Jake was born on December 1 in his mother’s pyjamas at their home in Agincourt Road, Portsmouth, on the day she informed midwives she was pregnant, the court heard yesterday.

Both she and the boy’s father were arrested at Southampton General Hospital after the death of the infant.

Nicola Brown, of Seymour Close, Buckland, denies murder and two counts of GBH with intent, relating to the previous alleged injuries.

Jason Brown, 44, also of Seymour Close, is on trial accused of causing or allowing the death of the child.
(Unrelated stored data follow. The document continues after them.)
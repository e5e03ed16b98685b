//! Report presentation.
//!
//! The pipeline produces a typed [`AnalysisReport`](crate::types::AnalysisReport);
//! this module turns it into text or JSON:
//! - [`ReportFormatter`] renders the human-readable report
//! - [`format_table_for_display`] renders a single [`DisplayTable`]
//! - [`ReportWriter`] saves the JSON report (`--emit-report` CLI flag)
//!
//! # Example
//!
//! ```rust,ignore
//! use autos_analysis::reporting::{DisplayOptions, ReportFormatter, ReportWriter};
//!
//! let result = pipeline.run("autos.csv")?;
//! print!("{}", ReportFormatter::render(&result.report, &DisplayOptions::default()));
//!
//! ReportWriter::new("outputs").write(&result.report, Path::new("autos.csv"))?;
//! ```

mod formatter;
mod writer;

pub use formatter::{Cell, DisplayOptions, DisplayTable, ReportFormatter, format_table_for_display};
pub use writer::{ReportWriter, report_stem};
// ============================================================================
// Encoding Tests
// ============================================================================

#[test]
fn test_latin1_fixture_decodes() {
    let df = load_table(fixtures_path().join("autos_latin1.csv"), "latin1").unwrap();
    let names: Vec<String> = df
        .column("name")
        .unwrap()
        .str()
        .unwrap()
        .into_iter()
        .flatten()
        .map(|s| s.to_string())
        .collect();

    assert!(names.iter().any(|n| n == "VW_Käfer_Cabrio"));
    assert!(names.iter().any(|n| n == "Citroën_C3_Pluriel"));
    assert!(names.iter().any(|n| n == "Schöner_Golf_2"));
}

#[test]
fn test_latin1_read_as_utf8_counts_replacements() {
    let loaded = CsvLoader::new("utf-8")
        .unwrap()
        .load(fixtures_path().join("autos_latin1.csv"))
        .unwrap();

    assert_eq!(loaded.encoding, "UTF-8");
    assert_eq!(loaded.replaced_characters, 3);
    assert_eq!(loaded.data.height(), 3);
}

#[test]
fn test_latin1_pipeline() {
    let outcome = run_with(AnalysisConfig::default(), "autos_latin1.csv");

    assert_eq!(outcome.report.summary.rows_final, 3);
    let vw = outcome.report.brands.aggregates.get("volkswagen").unwrap();
    assert_close(vw.mean_price, (12_500.0 + 1_350.0) / 2.0);
    assert!(outcome.report.summary.warnings.iter().all(|w| !w.contains("decoded")));
}

// ============================================================================
// Error Handling Tests
// ============================================================================

#[test]
fn test_missing_file() {
    let err = Pipeline::builder()
        .build()
        .unwrap()
        .run(fixtures_path().join("does_not_exist.csv"))
        .unwrap_err();
    assert_eq!(err.error_code(), "FILE_NOT_FOUND");
}
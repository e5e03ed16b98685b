//! Grouped aggregation of listing tables.
//!
//! Only the brand aggregation is needed by the pipeline: the most frequent
//! brands with their mean price and mean odometer reading.

mod brand;

pub use brand::{
    AggregateSort, AggregateSortKey, BrandAggregate, BrandAggregateTable, BrandAggregator,
    top_values,
};
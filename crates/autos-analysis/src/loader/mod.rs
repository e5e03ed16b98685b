//! Loading of raw listing files.
//!
//! The input is a delimited text file with a header row in a single-byte
//! encoding (Latin-1 for the reference dataset). The bytes are decoded to
//! UTF-8 up front with `encoding_rs`, then handed to the polars CSV reader.

use crate::config::AnalysisConfig;
use crate::error::LoadError;
use crate::utils::{NumericCell, numeric_cells};
use encoding_rs::Encoding;
use polars::io::csv::read::CsvReadOptions;
use polars::prelude::*;
use std::fmt;
use std::io::Cursor;
use std::path::{Path, PathBuf};
use tracing::{debug, info, warn};

/// Labels decoded as true ISO-8859-1 rather than the WHATWG windows-1252 alias.
const LATIN1_LABELS: [&str; 4] = ["latin1", "iso-8859-1", "iso8859-1", "l1"];

/// Text encoding of an input file.
///
/// Latin-1 labels map every byte to the code point of the same value;
/// every other label is resolved as a WHATWG label.
#[derive(Clone, Copy)]
pub enum TextEncoding {
    Latin1,
    Whatwg(&'static Encoding),
}

impl TextEncoding {
    /// Resolve an encoding label such as `"latin1"` or `"utf-8"`.
    pub fn from_label(label: &str) -> Result<Self, LoadError> {
        let trimmed = label.trim();
        if LATIN1_LABELS
            .iter()
            .any(|l| l.eq_ignore_ascii_case(trimmed))
        {
            return Ok(Self::Latin1);
        }
        Encoding::for_label(trimmed.as_bytes())
            .map(Self::Whatwg)
            .ok_or_else(|| LoadError::UnknownEncoding(label.to_string()))
    }

    /// Canonical name of the resolved encoding.
    pub fn name(&self) -> &'static str {
        match self {
            Self::Latin1 => "ISO-8859-1",
            Self::Whatwg(encoding) => encoding.name(),
        }
    }

    /// Decode raw bytes, returning the text and the number of characters
    /// that had to be replaced.
    pub fn decode(&self, bytes: &[u8]) -> (String, usize) {
        match self {
            // Every byte is a valid code point
            Self::Latin1 => (encoding_rs::mem::decode_latin1(bytes).into_owned(), 0),
            Self::Whatwg(encoding) => {
                let (text, _, had_errors) = encoding.decode(bytes);
                let replaced = if had_errors {
                    text.chars().filter(|c| *c == char::REPLACEMENT_CHARACTER).count()
                } else {
                    0
                };
                (text.into_owned(), replaced)
            }
        }
    }
}

impl fmt::Debug for TextEncoding {
    fn fmt(&self, f: &mut fmt::Formatter<'_>) -> fmt::Result {
        f.debug_tuple("TextEncoding").field(&self.name()).finish()
    }
}

/// A table read from disk together with how it was decoded.
#[derive(Debug, Clone)]
pub struct LoadedTable {
    pub data: DataFrame,
    pub path: PathBuf,
    pub encoding: String,
    pub replaced_characters: usize,
}

/// CSV loader with a fixed encoding and parse settings.
#[derive(Debug, Clone)]
pub struct CsvLoader {
    encoding: TextEncoding,
    delimiter: u8,
    infer_schema_rows: usize,
}

impl CsvLoader {
    /// Create a loader for the given encoding label with default parse settings.
    pub fn new(encoding_label: &str) -> Result<Self, LoadError> {
        Ok(Self {
            encoding: TextEncoding::from_label(encoding_label)?,
            delimiter: b',',
            infer_schema_rows: 10_000,
        })
    }

    /// Create a loader from the pipeline configuration.
    pub fn from_config(config: &AnalysisConfig) -> Result<Self, LoadError> {
        let mut loader = Self::new(&config.encoding)?;
        // validate() guarantees an ASCII delimiter
        loader.delimiter = u8::try_from(config.delimiter).unwrap_or(b',');
        loader.infer_schema_rows = config.infer_schema_rows.max(1);
        Ok(loader)
    }

    /// The encoding this loader decodes with.
    pub fn encoding(&self) -> TextEncoding {
        self.encoding
    }

    /// Read, decode and parse a file.
    pub fn load(&self, path: impl AsRef<Path>) -> Result<LoadedTable, LoadError> {
        let path = path.as_ref();
        if !path.exists() {
            return Err(LoadError::NotFound(path.to_path_buf()));
        }

        let bytes = std::fs::read(path).map_err(|source| LoadError::Io {
            path: path.to_path_buf(),
            source,
        })?;
        debug!("Read {} bytes from {}", bytes.len(), path.display());

        let (text, replaced) = self.encoding.decode(&bytes);
        if replaced > 0 {
            warn!(
                "{} characters in {} could not be decoded as {} and were replaced",
                replaced,
                path.display(),
                self.encoding.name()
            );
        }

        let data = self.parse_text(text, path)?;
        info!(
            "Loaded {} rows x {} columns from {} ({})",
            data.height(),
            data.width(),
            path.display(),
            self.encoding.name()
        );

        Ok(LoadedTable {
            data,
            path: path.to_path_buf(),
            encoding: self.encoding.name().to_string(),
            replaced_characters: replaced,
        })
    }

    /// Parse already decoded CSV text.
    ///
    /// `path` is only used in error messages.
    pub fn parse_text(&self, text: String, path: &Path) -> Result<DataFrame, LoadError> {
        if text.trim().is_empty() {
            return Err(LoadError::Empty(path.to_path_buf()));
        }

        // Strategy 1: typed parse with schema inference
        let df = match self.read(text.clone(), Some(self.infer_schema_rows)) {
            Ok(df) => df,
            Err(e) => {
                debug!("Typed loading failed: {}", e);

                // Strategy 2: everything as text, then recover numeric columns
                let df = self
                    .read(text, Some(0))
                    .map_err(|e| LoadError::Parse {
                        path: path.to_path_buf(),
                        reason: e.to_string(),
                    })?;
                recover_numeric_columns(df).map_err(|e| LoadError::Parse {
                    path: path.to_path_buf(),
                    reason: e.to_string(),
                })?
            }
        };

        if df.width() == 0 {
            return Err(LoadError::Empty(path.to_path_buf()));
        }
        Ok(df)
    }

    fn read(&self, text: String, infer_schema_length: Option<usize>) -> PolarsResult<DataFrame> {
        CsvReadOptions::default()
            .with_has_header(true)
            .with_infer_schema_length(infer_schema_length)
            .with_parse_options(
                CsvParseOptions::default()
                    .with_separator(self.delimiter)
                    .with_quote_char(Some(b'"')),
            )
            .into_reader_with_file_handle(Cursor::new(text))
            .finish()
    }
}

/// Load a listing file with the given encoding label and default parse settings.
pub fn load_table(path: impl AsRef<Path>, encoding: &str) -> Result<DataFrame, LoadError> {
    Ok(CsvLoader::new(encoding)?.load(path)?.data)
}

/// Cast text columns whose present values are all numeric.
///
/// Columns with only whole numbers become `Int64`, the rest `Float64`.
fn recover_numeric_columns(df: DataFrame) -> PolarsResult<DataFrame> {
    let mut df = df;
    let column_names: Vec<String> = df
        .get_column_names()
        .into_iter()
        .map(|s| s.to_string())
        .collect();

    for col_name in &column_names {
        let series = df.column(col_name)?.as_materialized_series().clone();
        if series.dtype() != &DataType::String {
            continue;
        }

        let cells = numeric_cells(&series)?;
        let has_values = cells.iter().any(|c| matches!(c, NumericCell::Value(_)));
        let all_numeric = cells.iter().all(|c| !matches!(c, NumericCell::Invalid));
        if !has_values || !all_numeric {
            continue;
        }

        let values: Vec<Option<f64>> = cells.into_iter().map(NumericCell::value).collect();
        let integral = values.iter().flatten().all(|v| v.fract() == 0.0 && v.abs() < 9.0e15);

        let recovered = if integral {
            let ints: Vec<Option<i64>> = values.iter().map(|v| v.map(|v| v as i64)).collect();
            Series::new(col_name.as_str().into(), ints)
        } else {
            Series::new(col_name.as_str().into(), values)
        };
        debug!("Recovered numeric column '{}' as {}", col_name, recovered.dtype());
        df.replace(col_name, recovered)?;
    }

    Ok(df)
}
He denies the charge.

Jurors were told yesterday the pair were in a ‘volatile’ relationship, and Nicola Brown had referred to herself as ‘messed up’ and them both as ‘ticking time bombs’.

Today the court heard in an interview after her arrest Nicola Brown had told police Jake had fallen from his Moses basket.

Summarising the interview, Mr Lickley said: ‘She said that on the 18th, the day before the events of which you’re principally concerned, she left Jake in the Moses basket and gone upstairs.

‘She came downstairs to see Jake on the floor and picked him up and he was not crying.

‘She checked him, he seemed fine. He had no marks on him at all.’

Mr Lickley added Nicola Brown said she ‘could not see’ any injuries and he ‘was not distressed’.

She also told police she had not concealed the pregnancy but had only found out she was pregnant six to eight weeks before the birth, Mr Lickley said.

In one of his police interviews, Jason Brown denied causing any injury to Jake.

Mr Lickley said: ‘He regarded Nicola Brown as a good mother.’

Mr Lickley added Jason Brown said the birth was ‘out of this world’.

‘Nicola’s bond with Jake was excellent and she doted on him,’ Mr Lickley added, describing Jason Brown’s interview.

Concluding his opening, Mr Lickley said a baby a few days old is vulnerable and needs almost constant attention.

He added: ‘It’s a demand that’s placed on parents for sometime.

‘Those demands must be balanced with care and protection.

‘A baby is ultimately dependent on his parents for his safety and protection.

‘Unfortunately Jake was not cared for and protected appropriately.’

The trial opened at Winchester Crown Court yesterday.